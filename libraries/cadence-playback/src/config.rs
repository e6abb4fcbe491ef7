//! Playback configuration

use crate::error::{PlaybackError, Result};
use crate::history::DEFAULT_HISTORY_CAPACITY;
use crate::types::RepeatMode;
use rand::rngs::StdRng;
use rand::SeedableRng;
use serde::{Deserialize, Serialize};
use std::path::Path;

/// Startup settings for the playback coordinator
#[derive(Debug, Clone, PartialEq, Deserialize, Serialize)]
pub struct PlaybackConfig {
    /// Number of previously played tracks kept for "previous"
    #[serde(default = "default_history_capacity")]
    pub history_capacity: usize,

    /// Shuffle on startup
    #[serde(default)]
    pub shuffle: bool,

    /// Repeat mode on startup
    #[serde(default)]
    pub repeat: RepeatMode,

    /// Initial linear volume (0.0-1.0)
    #[serde(default = "default_volume")]
    pub volume: f64,

    /// Fixed shuffle seed for reproducible sessions
    #[serde(default)]
    pub shuffle_seed: Option<u64>,
}

impl Default for PlaybackConfig {
    fn default() -> Self {
        Self {
            history_capacity: default_history_capacity(),
            shuffle: false,
            repeat: RepeatMode::Off,
            volume: default_volume(),
            shuffle_seed: None,
        }
    }
}

impl PlaybackConfig {
    /// Load configuration from an optional file and the environment
    ///
    /// Environment variables are prefixed with `CADENCE_`, for example
    /// `CADENCE_HISTORY_CAPACITY=64` or `CADENCE_REPEAT=all`. They override
    /// values from the file. The result is validated before it is returned.
    pub fn load(path: Option<&Path>) -> Result<Self> {
        let mut settings = config::Config::builder();

        if let Some(path) = path {
            settings = settings.add_source(config::File::from(path.to_path_buf()));
        }

        settings = settings.add_source(
            config::Environment::with_prefix("CADENCE")
                .prefix_separator("_")
                .separator("__")
                .try_parsing(true),
        );

        let config: Self = settings
            .build()
            .map_err(|e| PlaybackError::Config(e.to_string()))?
            .try_deserialize()
            .map_err(|e| PlaybackError::Config(e.to_string()))?;

        config.validate()?;
        Ok(config)
    }

    /// Validate configuration
    pub fn validate(&self) -> Result<()> {
        if self.history_capacity == 0 {
            return Err(PlaybackError::Config(
                "history_capacity must be at least 1".to_string(),
            ));
        }

        if !(0.0..=1.0).contains(&self.volume) {
            return Err(PlaybackError::Config(format!(
                "volume must be between 0.0 and 1.0, got {}",
                self.volume
            )));
        }

        Ok(())
    }

    /// Random source for shuffling, seeded if a seed is configured
    pub fn rng(&self) -> StdRng {
        match self.shuffle_seed {
            Some(seed) => StdRng::seed_from_u64(seed),
            None => StdRng::from_entropy(),
        }
    }
}

// Default values
fn default_history_capacity() -> usize {
    DEFAULT_HISTORY_CAPACITY
}

fn default_volume() -> f64 {
    1.0
}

_ _ _ _ _

Compute the number of lines in the entries above that hold the word "path"; the answer must contain nothing else.

4